## Requirement
For each line of the listing that includes the word "client", show the whole line.
%%
//! Create work packages

use clap::Args;
use colored::Colorize;
use serde::{Deserialize, Serialize};

use opcli_core::work_package::CreatedWorkPackage;

use crate::config::Config;
use crate::prelude::{println, *};
use crate::{openproject, ui};

/// Create a new work package
#[derive(Args, Debug, Serialize, Deserialize, Clone)]
pub struct CreateOptions {
    /// Subject/title of the work package (required)
    pub subject: String,

    /// Long-form description (markdown)
    #[arg(long, short = 'd', default_value = "")]
    pub description: String,

    /// Work package type (e.g. Task, Bug, Feature); the project default is
    /// used when omitted
    #[arg(long = "type", value_name = "TYPE")]
    pub kind: Option<String>,

    /// Output as JSON
    #[arg(long)]
    pub json: bool,
}

/// Create a work package in the configured project.
pub async fn create_work_package_data(options: &CreateOptions) -> Result<CreatedWorkPackage> {
    let config = Config::load()?;
    let client = openproject::Client::new(&config)?;

    let created = client
        .create_work_package(&options.subject, &options.description, options.kind.as_deref())
        .await?;

    Ok(created)
}

/// Handle the create command
pub async fn handler(options: CreateOptions) -> Result<()> {
    let spinner = ui::spinner("Creating work package...");
    let created = create_work_package_data(&options).await;
    spinner.finish_and_clear();
    let created = created?;

    if options.json {
        println!("{}", serde_json::to_string_pretty(&created)?);
    } else {
        std::println!(
            "\n{}\n",
            format!("Created work package #{}: {}", created.id, created.subject)
                .green()
                .bold()
        );
    }

    Ok(())
}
%%
## Solution below
    let client = openproject::Client::new(&config)?;
    let created = client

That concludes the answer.